Multiobjective optimization based on polynomial chaos expansions in the design of inductive power transfer systems

The purpose of this study is to decrease the computation time that the large number of simulations involved in a parametric sweep when the model is in a three-dimensional environment.

In this paper, a new methodology combining the PCE and a controlled, elitist genetic algorithm is proposed to design IPT systems. The relationship between the quantities of interest (mutual inductance and ferrite volume) and structural parameters (ferrite dimensions) is expressed by a PCE metamodel. Then, two objective functions corresponding to mutual inductance and ferrite volume are defined. These are combined together to obtain optimal parameters with a trade-off between these outputs.

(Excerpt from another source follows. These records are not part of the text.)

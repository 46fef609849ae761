use prometheus::{IntCounter, IntCounterVec, Opts, Registry};

#[derive(Debug, Clone)]
pub struct EventMetrics {
    published: IntCounterVec,
    dropped: IntCounter,
}

impl EventMetrics {
    pub fn new(registry: &Registry) -> Result<Self, prometheus::Error> {
        let published = IntCounterVec::new(
            Opts::new(
                "optimus_events_published_total",
                "Events accepted for delivery, by event type.",
            ),
            &["event_type"],
        )?;
        let dropped = IntCounter::with_opts(Opts::new(
            "optimus_events_dropped_total",
            "Events lost to encoding, delivery or shutdown failures.",
        ))?;
        registry.register(Box::new(published.clone()))?;
        registry.register(Box::new(dropped.clone()))?;

        Ok(Self { published, dropped })
    }

    pub(crate) fn published(&self, event_type: &str) {
        self.published.with_label_values(&[event_type]).inc();
    }

    pub(crate) fn dropped(&self, count: u64) {
        self.dropped.inc_by(count);
    }

    pub fn published_count(&self, event_type: &str) -> u64 {
        self.published.with_label_values(&[event_type]).get()
    }

    pub fn dropped_count(&self) -> u64 {
        self.dropped.get()
    }
}
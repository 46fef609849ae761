//! Tenant domain model.
//!
//! A tenant is the pair (project, namespace). Every resource and backup
//! is scoped to exactly one tenant.

use std::fmt;

use serde::{Deserialize, Serialize};

use crate::error::{OptimusError, OptimusResult};

pub const ENTITY_TENANT: &str = "tenant";

#[derive(Debug, Clone, PartialEq, Eq, Hash, PartialOrd, Ord, Serialize, Deserialize)]
#[serde(transparent)]
pub struct ProjectName(String);

impl ProjectName {
    pub fn new(name: impl Into<String>) -> OptimusResult<Self> {
        let name = name.into();
        if name.trim().is_empty() {
            return Err(OptimusError::invalid_argument(
                ENTITY_TENANT,
                "project name is empty",
            ));
        }
        Ok(Self(name))
    }

    pub fn as_str(&self) -> &str {
        &self.0
    }
}

impl fmt::Display for ProjectName {
    fn fmt(&self, f: &mut fmt::Formatter<'_>) -> fmt::Result {
        f.write_str(&self.0)
    }
}

#[derive(Debug, Clone, PartialEq, Eq, Hash, PartialOrd, Ord, Serialize, Deserialize)]
#[serde(transparent)]
pub struct NamespaceName(String);

impl NamespaceName {
    pub fn new(name: impl Into<String>) -> OptimusResult<Self> {
        let name = name.into();
        if name.trim().is_empty() {
            return Err(OptimusError::invalid_argument(
                ENTITY_TENANT,
                "namespace name is empty",
            ));
        }
        Ok(Self(name))
    }

    pub fn as_str(&self) -> &str {
        &self.0
    }
}

impl fmt::Display for NamespaceName {
    fn fmt(&self, f: &mut fmt::Formatter<'_>) -> fmt::Result {
        f.write_str(&self.0)
    }
}

/// The (project, namespace) scope of a request.
#[derive(Debug, Clone, PartialEq, Eq, Hash, PartialOrd, Ord, Serialize, Deserialize)]
pub struct Tenant {
    project_name: ProjectName,
    namespace_name: NamespaceName,
}

impl Tenant {
    /// Builds a tenant from raw names. The project is checked first, so a
    /// request missing both reports the empty project.
    pub fn new(project_name: &str, namespace_name: &str) -> OptimusResult<Self> {
        let project_name = ProjectName::new(project_name)?;
        let namespace_name = NamespaceName::new(namespace_name)?;
        Ok(Self {
            project_name,
            namespace_name,
        })
    }

    pub fn project_name(&self) -> &ProjectName {
        &self.project_name
    }

    pub fn namespace_name(&self) -> &NamespaceName {
        &self.namespace_name
    }

    /// Same project, different namespace.
    pub fn with_namespace(&self, namespace_name: NamespaceName) -> Self {
        Self {
            project_name: self.project_name.clone(),
            namespace_name,
        }
    }
}

impl fmt::Display for Tenant {
    fn fmt(&self, f: &mut fmt::Formatter<'_>) -> fmt::Result {
        write!(f, "{}/{}", self.project_name, self.namespace_name)
    }
}

#[cfg(test)]
mod tests {
    use super::*;

    #[test]
    fn empty_project_is_rejected() {
        let err = Tenant::new("", "ns").unwrap_err();
        assert!(err.to_string().contains("project name is empty"));
    }

    #[test]
    fn empty_namespace_is_rejected() {
        let err = Tenant::new("proj", " ").unwrap_err();
        assert!(err.to_string().contains("namespace name is empty"));
    }

    #[test]
    fn display_joins_project_and_namespace() {
        let tnnt = Tenant::new("proj", "ns").unwrap();
        assert_eq!(tnnt.to_string(), "proj/ns");
        let moved = tnnt.with_namespace(NamespaceName::new("other").unwrap());
        assert_eq!(moved.project_name().as_str(), "proj");
        assert_eq!(moved.namespace_name().as_str(), "other");
    }
}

According to the number of individuals and the generations defined in the optimization algorithm in this paper, it needs to calculate 20,000 times in a 3D environment, which is quite time-consuming. But for PCE metamodel of mutual inductance M, it requires at least 100 times of calculations. Afterward, the evaluation of M based on the PCE metamodel requires 1 or 2 s. So compared to a conventional optimization based on the 3D model, it is easier to get optimized results with this approach and it saves a lot of computation time.

The multiobjective optimization based on PCEs could be helpful to perform the optimization when considering the system in a realistic 3D environment involving many parameters with low computation time.